I recently became aware of revision 12471, and overall, I am afraid that the way in which it was implemented is detrimental to the readability and future maintenance of the Inkscape code. Presumably the underlying function it implements is to allow changes in the ratio PX/IN, and other units of measurement, and I have no issue with that goal. However, prior to 12471 all of the unit relationships were neatly set up in a set of defines in src/unit-constants.h which defined things like PX_PER_IN which were used elsewhere in the code. These evaluated to static values, and the new ones do not, but that does not negate the usefulness of the define.
12471 removes all of these defines and makes substitutions throughout the code where
PX_PER_IN
is replaced by
Inkscape::Util::Quantity::convert(1, "in", "px")
My first criticism is that the new quantity is at first glance, indeterminate. Is it converting IN to PX or vice versa, what does "1" do?
My second criticism is that eliminating the defines results in hundreds of substitutions in 12471 that are entirely unnecessary. All that was required was to change the defines in src/unit-constants.h, for instance from
#define PX_PER_IN (PT_PER_IN / PT_PER_PX)
to
#define PX_PER_IN Inkscape::Util::Quantity::convert(1, "in", "px")

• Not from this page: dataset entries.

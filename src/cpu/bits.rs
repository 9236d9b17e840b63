//! Bit slicing helpers shared by every instruction format.

/// Returns bits `[lsb, msb]` (inclusive) of `word`, right-justified.
pub fn extract_bitfield(word: u32, msb: u32, lsb: u32) -> u32 {
    debug_assert!(lsb <= msb && msb < 32);
    let mask = u32::MAX >> (31 - (msb - lsb));
    (word >> lsb) & mask
}

/// Reinterprets `value` as a two's-complement number whose sign lives in bit
/// `signbit`. Values with that bit clear come back unchanged.
pub fn sign_extend(value: u32, signbit: u32) -> i32 {
    debug_assert!(signbit < 32);
    let sign = 1u32 << signbit;
    if value & sign != 0 {
        ((value & (sign - 1)) as i64 - sign as i64) as i32
    } else {
        value as i32
    }
}

#[cfg(test)]
mod tests {
    use super::*;
    use proptest::prelude::*;

    #[test]
    fn test_extract_bitfield() {
        assert_eq!(extract_bitfield(0xdead_beef, 7, 0), 0xef);
        assert_eq!(extract_bitfield(0xdead_beef, 31, 16), 0xdead);
        assert_eq!(extract_bitfield(0xdead_beef, 31, 0), 0xdead_beef);
        assert_eq!(extract_bitfield(0x8000_0000, 31, 31), 1);
        // addi x1, x0, 5
        assert_eq!(extract_bitfield(0x0050_0093, 6, 0), 0b0010011);
        assert_eq!(extract_bitfield(0x0050_0093, 11, 7), 1);
        assert_eq!(extract_bitfield(0x0050_0093, 31, 20), 5);
    }

    #[test]
    fn test_sign_extend() {
        assert_eq!(sign_extend(0x123, 11), 0x123);
        assert_eq!(sign_extend(0x800, 11), -2048);
        assert_eq!(sign_extend(0xfff, 11), -1);
        assert_eq!(sign_extend(0x1ffe, 12), -2);
        assert_eq!(sign_extend(0x8000_0000, 31), i32::MIN);
        assert_eq!(sign_extend(0xffff_ffff, 31), -1);
        assert_eq!(sign_extend(1, 0), -1);
    }

    proptest! {
        #[test]
        fn extract_matches_slice(word in any::<u32>(), a in 0u32..32, b in 0u32..32) {
            let (lsb, msb) = if a <= b { (a, b) } else { (b, a) };
            let field = extract_bitfield(word, msb, lsb);
            let width = msb - lsb + 1;
            if width < 32 {
                prop_assert!(field < (1u32 << width));
            }
            for i in 0..width {
                prop_assert_eq!((field >> i) & 1, (word >> (lsb + i)) & 1);
            }
        }

        #[test]
        fn sign_extend_matches_native_shift(value in any::<u32>(), signbit in 0u32..32) {
            let width = signbit + 1;
            let pattern = if width == 32 { value } else { value & ((1u32 << width) - 1) };
            let shift = 32 - width;
            let native = ((pattern << shift) as i32) >> shift;
            prop_assert_eq!(sign_extend(pattern, signbit), native);
        }
    }
}
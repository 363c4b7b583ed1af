//! docport-importer: upload a keyed JSON file into a Firestore collection
//!
//! ```text
//! transactions.json            Firestore
//! {"a": {...},        ──►     transactions/a
//!  "b": {...}}                transactions/b
//! ```
//!
//! Records are written one at a time in file order. The first failed write
//! stops the run.

pub mod config;
pub mod error;
pub mod importer;
pub mod progress;
pub mod records;

pub use config::Config;
pub use error::{ConfigError, ImportError, Result};
pub use importer::{ImportReport, Importer};
pub use progress::{ImportProgress, ProgressSink, RecordingProgress};
pub use records::{Record, RecordSet};

use config::FirestoreSettings;
use docport_store::{DocumentStore, FirestoreConfig, FirestoreStore, ServiceAccountKey, StoreError};
use std::sync::Arc;

/// Project id used against an emulator when neither the config nor a key file names one.
pub const EMULATOR_PROJECT_ID: &str = "demo-docport";

/// Create the Firestore store described by `settings`.
///
/// With `emulator_host` set, the key file is optional and only consulted for
/// the project id.
pub fn open_store(settings: &FirestoreSettings) -> std::result::Result<Arc<dyn DocumentStore>, ConfigError> {
    if let Some(host) = &settings.emulator_host {
        let project_id = match &settings.project_id {
            Some(id) => id.clone(),
            None => ServiceAccountKey::from_file(&settings.credentials)
                .map(|key| key.project_id)
                .unwrap_or_else(|_| EMULATOR_PROJECT_ID.to_string()),
        };
        tracing::info!("Using Firestore emulator at {} (project {})", host, project_id);

        let config = FirestoreConfig::emulator(project_id, host)
            .with_database(settings.database.clone())
            .with_timeout(settings.timeout());
        return Ok(Arc::new(FirestoreStore::emulator(config)?));
    }

    let key = ServiceAccountKey::from_file(&settings.credentials).map_err(credentials_error)?;
    let project_id = settings
        .project_id
        .clone()
        .unwrap_or_else(|| key.project_id.clone());
    tracing::info!(
        "Using Firestore project {} as {}",
        project_id,
        key.client_email
    );

    let config = FirestoreConfig::new(project_id)
        .with_database(settings.database.clone())
        .with_endpoint(settings.endpoint.clone())
        .with_timeout(settings.timeout());
    let store = FirestoreStore::from_service_account(config, key).map_err(credentials_error)?;
    Ok(Arc::new(store))
}

fn credentials_error(e: StoreError) -> ConfigError {
    match e {
        StoreError::Credentials(reason) => ConfigError::Credentials(reason),
        other => ConfigError::Store(other),
    }
}
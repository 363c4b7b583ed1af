//! Importer configuration.
//!
//! Default config location: `./docport.toml` (optional). Every value can be
//! overridden from the command line.

use serde::{Deserialize, Serialize};
use std::fs;
use std::path::{Path, PathBuf};
use std::time::Duration;

use crate::error::ConfigError;

/// Main configuration
#[derive(Debug, Clone, Deserialize, Serialize, Default)]
pub struct Config {
    #[serde(default)]
    pub import: ImportConfig,
    #[serde(default)]
    pub firestore: FirestoreSettings,
    #[serde(default)]
    pub logging: LoggingConfig,
}

#[derive(Debug, Clone, Deserialize, Serialize)]
pub struct ImportConfig {
    /// JSON file holding the records
    #[serde(default = "default_input")]
    pub input: PathBuf,
    /// Target collection path
    #[serde(default = "default_collection")]
    pub collection: String,
    /// Validate and list keys without writing
    #[serde(default)]
    pub dry_run: bool,
    /// Draw a progress bar on stderr
    #[serde(default)]
    pub progress_bar: bool,
}

fn default_input() -> PathBuf {
    PathBuf::from("transactions.json")
}

fn default_collection() -> String {
    "transactions".to_string()
}

impl Default for ImportConfig {
    fn default() -> Self {
        Self {
            input: default_input(),
            collection: default_collection(),
            dry_run: false,
            progress_bar: false,
        }
    }
}

#[derive(Debug, Clone, Deserialize, Serialize)]
pub struct FirestoreSettings {
    /// Service-account key file
    #[serde(default = "default_credentials")]
    pub credentials: PathBuf,
    /// Overrides the project id from the key file
    pub project_id: Option<String>,
    #[serde(default = "default_database")]
    pub database: String,
    #[serde(default = "default_endpoint")]
    pub endpoint: String,
    /// `host:port` of a Firestore emulator; credentials are not used when set
    pub emulator_host: Option<String>,
    /// Per-request timeout in seconds (0 disables it)
    #[serde(default = "default_timeout_secs")]
    pub timeout_secs: u64,
}

fn default_credentials() -> PathBuf {
    PathBuf::from("serviceAccountKey.json")
}

fn default_database() -> String {
    "(default)".to_string()
}

fn default_endpoint() -> String {
    "https://firestore.googleapis.com".to_string()
}

fn default_timeout_secs() -> u64 {
    30
}

impl Default for FirestoreSettings {
    fn default() -> Self {
        Self {
            credentials: default_credentials(),
            project_id: None,
            database: default_database(),
            endpoint: default_endpoint(),
            emulator_host: None,
            timeout_secs: default_timeout_secs(),
        }
    }
}

impl FirestoreSettings {
    pub fn timeout(&self) -> Option<Duration> {
        (self.timeout_secs > 0).then(|| Duration::from_secs(self.timeout_secs))
    }
}

#[derive(Debug, Clone, Deserialize, Serialize)]
pub struct LoggingConfig {
    #[serde(default = "default_log_level")]
    pub level: String,
}

fn default_log_level() -> String {
    "info".to_string()
}

impl Default for LoggingConfig {
    fn default() -> Self {
        Self {
            level: default_log_level(),
        }
    }
}

/// Expand a leading `~` to the home directory.
pub fn expand_tilde(path: &Path) -> Result<PathBuf, ConfigError> {
    let s = path.to_string_lossy();
    if let Some(rest) = s.strip_prefix("~/") {
        let home = dirs::home_dir()
            .ok_or_else(|| ConfigError::Other("Cannot determine home directory".to_string()))?;
        Ok(home.join(rest))
    } else if s == "~" {
        dirs::home_dir()
            .ok_or_else(|| ConfigError::Other("Cannot determine home directory".to_string()))
    } else {
        Ok(path.to_path_buf())
    }
}

impl Config {
    /// Load from a TOML file.
    pub fn load_from(path: &Path) -> Result<Self, ConfigError> {
        let content = fs::read_to_string(path).map_err(|source| ConfigError::Read {
            path: path.to_path_buf(),
            source,
        })?;
        let mut config: Config = toml::from_str(&content).map_err(|source| ConfigError::Toml {
            path: path.to_path_buf(),
            source,
        })?;
        config.expand_paths()?;
        Ok(config)
    }

    /// Load from `path` if it exists, otherwise use defaults.
    pub fn load_or_default(path: &Path) -> Result<Self, ConfigError> {
        if path.exists() {
            Self::load_from(path)
        } else {
            let mut config = Config::default();
            config.expand_paths()?;
            Ok(config)
        }
    }

    pub fn expand_paths(&mut self) -> Result<(), ConfigError> {
        self.import.input = expand_tilde(&self.import.input)?;
        self.firestore.credentials = expand_tilde(&self.firestore.credentials)?;
        Ok(())
    }
}
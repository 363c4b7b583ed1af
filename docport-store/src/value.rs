//! Firestore typed values.
//!
//! The REST API wraps every field in a single-key object naming its type:
//!
//! ```text
//! {"amount": 10, "tags": ["a"]}
//!
//! {"amount": {"integerValue": "10"},
//!  "tags":   {"arrayValue": {"values": [{"stringValue": "a"}]}}}
//! ```
//!
//! Encoding rejects what Firestore would reject, so bad input fails before
//! any request is sent: integers outside the i64 range, arrays nested
//! directly in arrays, empty field names and documents over 1 MiB.

use serde::{Deserialize, Serialize};
use serde_json::{Number, Value};
use std::collections::BTreeMap;

use crate::error::{Result, StoreError};
use crate::path::DocumentPath;
use crate::traits::Document;

/// Maximum encoded document size accepted by Firestore.
pub const MAX_DOCUMENT_BYTES: usize = 1024 * 1024;

/// Encoded document fields.
pub type Fields = BTreeMap<String, FirestoreValue>;

/// One typed Firestore value.
#[derive(Debug, Clone, PartialEq, Serialize, Deserialize)]
#[serde(rename_all = "camelCase")]
pub enum FirestoreValue {
    NullValue(()),
    BooleanValue(bool),
    /// 64-bit integers travel as decimal strings
    IntegerValue(String),
    DoubleValue(f64),
    StringValue(String),
    TimestampValue(String),
    BytesValue(String),
    ReferenceValue(String),
    GeoPointValue(LatLng),
    ArrayValue(ArrayValue),
    MapValue(MapValue),
}

#[derive(Debug, Clone, PartialEq, Serialize, Deserialize)]
pub struct LatLng {
    #[serde(default)]
    pub latitude: f64,
    #[serde(default)]
    pub longitude: f64,
}

#[derive(Debug, Clone, PartialEq, Default, Serialize, Deserialize)]
pub struct ArrayValue {
    #[serde(default, skip_serializing_if = "Vec::is_empty")]
    pub values: Vec<FirestoreValue>,
}

#[derive(Debug, Clone, PartialEq, Default, Serialize, Deserialize)]
pub struct MapValue {
    #[serde(default, skip_serializing_if = "BTreeMap::is_empty")]
    pub fields: Fields,
}

/// Encode a JSON document into Firestore fields.
pub fn encode_document(path: &DocumentPath, doc: &Document) -> Result<Fields> {
    let size = serde_json::to_vec(doc)?.len();
    if size > MAX_DOCUMENT_BYTES {
        return Err(invalid(
            path,
            format!("document is {} bytes, limit is {}", size, MAX_DOCUMENT_BYTES),
        ));
    }

    encode_map(doc).map_err(|(field, reason)| invalid(path, format!("field '{}': {}", field, reason)))
}

/// Decode Firestore fields back into a JSON document.
pub fn decode_document(fields: Fields) -> Document {
    fields
        .into_iter()
        .map(|(name, value)| (name, value.into_json()))
        .collect()
}

impl FirestoreValue {
    /// Convert to plain JSON. Timestamps, bytes and references become strings.
    pub fn into_json(self) -> Value {
        match self {
            FirestoreValue::NullValue(()) => Value::Null,
            FirestoreValue::BooleanValue(b) => Value::Bool(b),
            FirestoreValue::IntegerValue(s) => match s.parse::<i64>() {
                Ok(n) => Value::Number(n.into()),
                Err(_) => Value::String(s),
            },
            FirestoreValue::DoubleValue(f) => {
                Number::from_f64(f).map(Value::Number).unwrap_or(Value::Null)
            }
            FirestoreValue::StringValue(s)
            | FirestoreValue::TimestampValue(s)
            | FirestoreValue::BytesValue(s)
            | FirestoreValue::ReferenceValue(s) => Value::String(s),
            FirestoreValue::GeoPointValue(p) => serde_json::json!({
                "latitude": p.latitude,
                "longitude": p.longitude,
            }),
            FirestoreValue::ArrayValue(a) => {
                Value::Array(a.values.into_iter().map(FirestoreValue::into_json).collect())
            }
            FirestoreValue::MapValue(m) => Value::Object(decode_document(m.fields)),
        }
    }
}

fn invalid(path: &DocumentPath, reason: String) -> StoreError {
    StoreError::InvalidDocument {
        path: path.to_string(),
        reason,
    }
}

// Errors carry (dotted field path, reason) so the caller can prefix the document path.
type EncodeResult<T> = std::result::Result<T, (String, String)>;

fn encode_map(map: &serde_json::Map<String, Value>) -> EncodeResult<Fields> {
    let mut fields = Fields::new();
    for (name, value) in map {
        if name.is_empty() {
            return Err((String::new(), "field names must not be empty".to_string()));
        }
        let encoded = encode_value(value, false).map_err(|(inner, reason)| {
            let field = if inner.is_empty() {
                name.clone()
            } else {
                format!("{}.{}", name, inner)
            };
            (field, reason)
        })?;
        fields.insert(name.clone(), encoded);
    }
    Ok(fields)
}

fn encode_value(value: &Value, in_array: bool) -> EncodeResult<FirestoreValue> {
    Ok(match value {
        Value::Null => FirestoreValue::NullValue(()),
        Value::Bool(b) => FirestoreValue::BooleanValue(*b),
        Value::Number(n) => encode_number(n)?,
        Value::String(s) => FirestoreValue::StringValue(s.clone()),
        Value::Array(items) => {
            if in_array {
                return Err((String::new(), "arrays cannot directly contain arrays".to_string()));
            }
            let values = items
                .iter()
                .enumerate()
                .map(|(i, item)| {
                    encode_value(item, true).map_err(|(inner, reason)| {
                        let field = if inner.is_empty() {
                            format!("[{}]", i)
                        } else {
                            format!("[{}].{}", i, inner)
                        };
                        (field, reason)
                    })
                })
                .collect::<EncodeResult<Vec<_>>>()?;
            FirestoreValue::ArrayValue(ArrayValue { values })
        }
        Value::Object(map) => FirestoreValue::MapValue(MapValue {
            fields: encode_map(map)?,
        }),
    })
}

fn encode_number(n: &Number) -> EncodeResult<FirestoreValue> {
    if let Some(i) = n.as_i64() {
        Ok(FirestoreValue::IntegerValue(i.to_string()))
    } else if n.is_u64() {
        Err((String::new(), format!("integer {} is outside the 64-bit signed range", n)))
    } else {
        n.as_f64()
            .map(FirestoreValue::DoubleValue)
            .ok_or_else(|| (String::new(), format!("unsupported number {}", n)))
    }
}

after which virtually no changes elsewhere in the code are required. By doing that, the existing and relatively clear code, like:
p0[X] = (p0[X] * IN_PER_PX * dwDPI);
need not become the obfuscated (to my mind) form:
p0[X] = (p0[X] * Inkscape::Util::Quantity::convert(1, "px", "in") * dwDPI);
Before 12471 PX_PER_IN already evaluated to a complex expression, and the whole point of the define was to let the compiler handle that mess and only present to the programmer a short easily understood term. 12471 is a step backwards in this regard.